Now fully retired from combat sports (St-Pierre returned to the UFC in 2017 before stepping away for good in 2019), St-Pierre’s focusing on the world of acting, which has brought him back to the MCU with The Falcon and the Winter Soldier. St-Pierre’s Batroc wastes no time, mixing it up with Falcon (Anthony Mackie) in the first episode. It’s pretty damn intense.
During a conversation with St-Pierre weeks prior to the premiere of The Falcon and the Winter Soldier on Disney+, the 39-year-old Canadian speaks on returning to the role of Batroc in the MCU, the similarities between mixed martial arts and the world of acting, preparing for The Falcon and the Winter Soldier, and how his work as an actor has helped him learn more about life.
A lot of people consider Captain America: The Winter Soldier the best Marvel film. Do you get a sense of pride being in what’s considered the top Marvel film?
I feel very lucky and very privileged to have the chance to play with all these guys and that the opportunity [came] to me. When I first did The Winter Soldier, I didn’t realize at the time how lucky I was because I was focusing on competing in mixed martial arts. Now that I have a chance to do it again, I know how big it is and it’s very important for me. So as much time I used to put in training for a fight, now I put it into preparation for acting.
A lot of the things that I’ve read about Disney+ and Marvel series specifically is that they’re treated more like movies. Did it feel similar to being on The Winter Soldier set when working on The Falcon and the Winter Soldier?
It's very similar. It’s a movie that stretched for six hours, so it was very similar to me, and a lot more screen time this time. I had to be better prepared than I was last time because now it’s a full-time thing for me.
When did you get the gig, and how far into that did you know that it was going to be a much larger role than what had happened in The Winter Soldier?
It all started about two years ago, but because of COVID, everything got delayed. But they’re the best in the world—Disney [and] Marvel [are] as big as it gets, so they were able to keep rolling and keep the shoot going.
Did you find it was harder to prepare for a larger role like this, especially given that you come from a combat sports background?
There is a lot of similarities between a professional fighter and an actor. Every time I was walking towards the octagon for a fight, I was terrified. I was extremely nervous and extremely uncomfortable. However, every time I was acting like I was very confident, happy to be there and excited. Because I didn’t want my opponent to know the truth.
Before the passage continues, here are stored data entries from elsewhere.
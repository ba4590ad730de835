//! Relay error types and their HTTP mapping

use axum::{
    http::StatusCode,
    response::{IntoResponse, Response},
    Json,
};
use serde::Serialize;

#[derive(Debug, thiserror::Error)]
pub enum RelayError {
    #[error("Event feed origin is not configured")]
    ServiceUnavailable,

    #[error("Invalid session id: {0}")]
    InvalidSession(String),

    #[error("Origin responded with {status}: {message}")]
    UpstreamStatus { status: StatusCode, message: String },

    #[error("Failed to reach origin: {0}")]
    Upstream(#[from] reqwest::Error),
}

/// Error response body
#[derive(Serialize)]
pub struct ErrorResponse {
    pub error: &'static str,
    pub message: String,
    pub status: u16,
}

impl RelayError {
    pub fn status_code(&self) -> StatusCode {
        match self {
            RelayError::ServiceUnavailable => StatusCode::SERVICE_UNAVAILABLE,
            RelayError::InvalidSession(_) => StatusCode::BAD_REQUEST,
            RelayError::UpstreamStatus { status, .. } => *status,
            RelayError::Upstream(_) => StatusCode::BAD_GATEWAY,
        }
    }

    fn error_code(&self) -> &'static str {
        match self {
            RelayError::ServiceUnavailable => "service_unavailable",
            RelayError::InvalidSession(_) => "invalid_session",
            RelayError::UpstreamStatus { .. } => "upstream_status",
            RelayError::Upstream(_) => "upstream_unreachable",
        }
    }
}

impl IntoResponse for RelayError {
    fn into_response(self) -> Response {
        let status = self.status_code();
        let body = ErrorResponse {
            error: self.error_code(),
            message: self.to_string(),
            status: status.as_u16(),
        };
        (status, Json(body)).into_response()
    }
}
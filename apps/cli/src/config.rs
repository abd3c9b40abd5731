use std::{collections::HashMap, fs};

use client_core::DEFAULT_BASE_URL;
use serde::Deserialize;

#[derive(Debug, Deserialize)]
pub struct Settings {
    pub api_base_url: String,
}

impl Default for Settings {
    fn default() -> Self {
        Self {
            api_base_url: DEFAULT_BASE_URL.to_string(),
        }
    }
}

/// Resolution order: built-in default, then `client.toml`, then environment.
/// A `--base-url` flag on the command line wins over all of these.
pub fn load_settings() -> Settings {
    let mut settings = Settings::default();

    if let Ok(raw) = fs::read_to_string("client.toml") {
        if let Ok(file_cfg) = toml::from_str::<HashMap<String, String>>(&raw) {
            if let Some(v) = file_cfg.get("api_base_url") {
                settings.api_base_url = v.clone();
            }
        }
    }

    if let Ok(v) = std::env::var("API_BASE_URL") {
        settings.api_base_url = v;
    }
    if let Ok(v) = std::env::var("APP__API_BASE_URL") {
        settings.api_base_url = v;
    }

    settings
}
use std::fmt;

use serde::{Deserialize, Serialize};

/// Backend-assigned identifier for an uploaded file. Opaque: the client never
/// inspects its contents, only echoes it back in request paths.
#[derive(Debug, Clone, PartialEq, Eq, Hash, Serialize, Deserialize)]
#[serde(transparent)]
pub struct FileId(pub String);

impl FileId {
    pub fn as_str(&self) -> &str {
        &self.0
    }
}

impl fmt::Display for FileId {
    fn fmt(&self, f: &mut fmt::Formatter<'_>) -> fmt::Result {
        f.write_str(&self.0)
    }
}

impl From<&str> for FileId {
    fn from(value: &str) -> Self {
        Self(value.to_string())
    }
}

impl From<String> for FileId {
    fn from(value: String) -> Self {
        Self(value)
    }
}
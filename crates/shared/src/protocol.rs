use serde::{Deserialize, Serialize};

use crate::domain::FileId;

/// Body of a successful `POST /upload`.
#[derive(Debug, Clone, Serialize, Deserialize)]
pub struct UploadResponse {
    pub file_id: FileId,
    pub filename: String,
}

/// Body of a successful `POST /notes/{file_id}`. `cached` is true when the
/// backend served a previously computed result for this file.
#[derive(Debug, Clone, Serialize, Deserialize)]
pub struct NotesResponse {
    pub notes: String,
    #[serde(default)]
    pub cached: bool,
}

/// Best-effort shape of a non-success body. The backend is an independently
/// evolving service; `detail` is absent whenever it answers with something
/// unstructured (a gateway timeout page, a bare string).
#[derive(Debug, Clone, Serialize, Deserialize)]
pub struct ErrorResponse {
    #[serde(default)]
    pub detail: Option<String>,
}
We have this thing that we say, “You fake it until you make it.”
In terms of preparation, it’s very similar. It’s a lot of repetition. When you get ready for a fight, it’s a lot of different scenarios that you repeat, repeat, repeat. But when you get into the fight you quickly realize that you’re opponent is never as good as you think he was. And he’s never as bad as you think he is. He’s always different. And when you get ready for a scene, when you get on sets, you realize that everything is different. The setup is different than you imagined first, the reaction of the actor with who you were playing could be different.
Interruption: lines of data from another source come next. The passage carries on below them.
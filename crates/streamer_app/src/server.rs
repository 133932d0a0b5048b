use std::convert::Infallible;
use std::path::{Component, Path as FsPath, PathBuf};
use std::sync::Arc;

use axum::{
    body::Body,
    extract::{Path, Query, State},
    http::{header, HeaderValue, StatusCode},
    response::{Html, IntoResponse, Response},
    routing::get,
    Router,
};
use bytes::Bytes;
use engine_logging::{engine_error, engine_info, engine_warn};
use serde::Deserialize;
use streamer_core::{encode, encode_frame, Event};
use streamer_engine::{EngineHandle, JobRequest};
use tokio::sync::mpsc::UnboundedReceiver;
use tokio_util::io::ReaderStream;

use crate::sanitize::sanitize_name;

const HELP_PAGE: &str = "<h3>yt-dlp SSE download server</h3>\
<p>Use /stream-download?playlist_url=...&amp;playlist_name=... to start a streamed download.</p>";

/// Frame sent in place of an event that failed to serialize.
const ENCODE_FAILURE: &str = r#"{"message": "failed to encode event"}"#;

#[derive(Clone)]
pub struct AppState {
    engine: EngineHandle,
    downloads_dir: Arc<PathBuf>,
}

impl AppState {
    pub fn new(engine: EngineHandle, downloads_dir: PathBuf) -> Self {
        Self {
            engine,
            downloads_dir: Arc::new(downloads_dir),
        }
    }
}

pub fn router(state: AppState) -> Router {
    Router::new()
        .route("/", get(index_page))
        .route("/stream-download", get(stream_download))
        .route("/downloads/{folder}/{*file}", get(downloaded_file))
        .with_state(state)
}

#[derive(Debug, Deserialize)]
struct StreamParams {
    playlist_url: Option<String>,
    playlist_name: Option<String>,
}

async fn index_page() -> Html<&'static str> {
    Html(HELP_PAGE)
}

/// GET /stream-download: one job per request, streamed as server-sent events
/// until `stream_end`. Closing the connection cancels the job.
async fn stream_download(
    State(state): State<AppState>,
    Query(params): Query<StreamParams>,
) -> Response {
    let folder = sanitize_name(params.playlist_name.as_deref().unwrap_or("playlist"));
    let request = JobRequest {
        source: params.playlist_url,
        target_dir: state.downloads_dir.join(&folder),
    };
    engine_info!(
        "Stream requested for {:?} into {:?}",
        request.source,
        request.target_dir
    );
    event_stream_response(state.engine.start(request))
}

fn event_stream_response(events: UnboundedReceiver<Event>) -> Response {
    let frames = futures_util::stream::unfold(events, |mut events| async move {
        let event = events.recv().await?;
        Some((Ok::<_, Infallible>(Bytes::from(frame(&event))), events))
    });

    let mut response = Body::from_stream(frames).into_response();
    let headers = response.headers_mut();
    headers.insert(
        header::CONTENT_TYPE,
        HeaderValue::from_static("text/event-stream"),
    );
    headers.insert(header::CACHE_CONTROL, HeaderValue::from_static("no-cache"));
    headers.insert("x-accel-buffering", HeaderValue::from_static("no"));
    response
}

fn frame(event: &Event) -> String {
    match encode(event) {
        Ok(frame) => frame,
        Err(err) => {
            engine_error!("Failed to encode {} event: {}", event.name(), err);
            encode_frame("error", ENCODE_FAILURE)
        }
    }
}

/// GET /downloads/{folder}/{*file}: a finished file, as an attachment.
async fn downloaded_file(
    State(state): State<AppState>,
    Path((folder, file)): Path<(String, String)>,
) -> Response {
    let Some(path) = resolve_download(&state.downloads_dir, &folder, &file) else {
        engine_warn!("Rejected download path {:?}/{:?}", folder, file);
        return (StatusCode::NOT_FOUND, "File not found").into_response();
    };

    let handle = match tokio::fs::File::open(&path).await {
        Ok(handle) => handle,
        Err(_) => return (StatusCode::NOT_FOUND, "File not found").into_response(),
    };
    let length = match handle.metadata().await {
        Ok(meta) if meta.is_file() => meta.len(),
        _ => return (StatusCode::NOT_FOUND, "File not found").into_response(),
    };

    let mut response = Body::from_stream(ReaderStream::new(handle)).into_response();
    let headers = response.headers_mut();
    headers.insert(
        header::CONTENT_TYPE,
        HeaderValue::from_static("application/octet-stream"),
    );
    headers.insert(header::CONTENT_LENGTH, HeaderValue::from(length));
    if let Ok(value) = HeaderValue::from_str(&content_disposition(&path)) {
        headers.insert(header::CONTENT_DISPOSITION, value);
    }
    response
}

/// Joins a request path onto the downloads root. Only plain names are
/// accepted: no `..`, no roots, no prefixes, and exactly one folder level.
pub fn resolve_download(root: &FsPath, folder: &str, file: &str) -> Option<PathBuf> {
    let folder = FsPath::new(folder);
    let mut folder_parts = folder.components();
    if !matches!(
        (folder_parts.next(), folder_parts.next()),
        (Some(Component::Normal(_)), None)
    ) {
        return None;
    }
    let file = FsPath::new(file);
    if file.as_os_str().is_empty()
        || !file
            .components()
            .all(|part| matches!(part, Component::Normal(_)))
    {
        return None;
    }
    Some(root.join(folder).join(file))
}

fn content_disposition(path: &FsPath) -> String {
    let name: String = path
        .file_name()
        .map(|name| name.to_string_lossy())
        .unwrap_or_default()
        .chars()
        .map(|c| {
            if (c.is_ascii_graphic() && c != '"' && c != '\\') || c == ' ' {
                c
            } else {
                '_'
            }
        })
        .collect();
    format!("attachment; filename=\"{name}\"")
}
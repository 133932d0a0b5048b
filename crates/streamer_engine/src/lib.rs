//! Streamer engine: subprocess supervision, playlist enumeration and job lifecycle.
mod config;
mod engine;
mod error;
mod fetch;
mod job;
mod lifecycle;
mod persist;
mod process;
mod sink;
mod supervisor;
mod tools;

pub use config::{EngineConfig, ToolCommand};
pub use engine::EngineHandle;
pub use error::{FetchError, JobError, SupervisorError, TimeoutKind, ValidationError};
pub use fetch::{ExtractorFetcher, FetchSettings, PlaylistFetcher};
pub use job::{run_job, validate_source, JobReport, JobRequest};
pub use lifecycle::{Alarm, Watchdog};
pub use persist::ensure_output_dir;
pub use process::{OutputLine, ProcessGuard};
pub use sink::{ChannelEventSink, EventSink};
pub use supervisor::{DownloadSupervisor, OUTPUT_TEMPLATE};
pub use tools::{resolve_toolchain, ResolvedTool, Toolchain};
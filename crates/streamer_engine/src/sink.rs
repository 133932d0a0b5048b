use streamer_core::Event;
use tokio::sync::mpsc;

/// Ordered destination for job events. Implementations must deliver events in
/// the order `emit` is called; there is exactly one consumer per job.
pub trait EventSink: Send + Sync {
    fn emit(&self, event: Event);
}

pub struct ChannelEventSink {
    tx: mpsc::UnboundedSender<Event>,
}

impl ChannelEventSink {
    pub fn new(tx: mpsc::UnboundedSender<Event>) -> Self {
        Self { tx }
    }
}

impl EventSink for ChannelEventSink {
    fn emit(&self, event: Event) {
        // A closed receiver means the client went away; the job notices through
        // its cancellation token, so the event is simply dropped here.
        let _ = self.tx.send(event);
    }
}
In fighting, we’re very good at reading the body. Before my opponent throws a punch at me, I have some cues that indicate to me what is coming. In acting, it’s the same thing. What I found out is that when you start working in acting, you get good at reading people’s bodies and emotions. Now, I’m not watching a movie like I did before. In life, you get better at reading people because of it and I thought it was fascinating.
The more you understand about acting, the more it opens up the world and what’s really been going on in life around you.
I’ve never asked an elite actor about that, but I wonder if they can say for certain that they know because everybody is acting in life. If you don’t act you’re never going to go far. I really wonder sometimes if the best actors in the world are more aware of when people are acting or not. I’m pretty sure they are.
What are some goals you have set for yourself as an actor?
I’m aware of that it takes a lot of work, I’m not delusional. Maybe I start in the business with one step ahead because I come from a professional sport, so people will maybe hire me because I’m popular in terms of I’m a professional athlete, but I still have to do the job correctly. It’s been two years that I’m intensively training for it. I’m training really hard now, and I’m trying to learn from the best. The same journey that I did in training for martial arts, I want to do the same in acting. Learn from the best, so it will make my confidence grow and my skill grow in the same time so I’ll be able to deliver.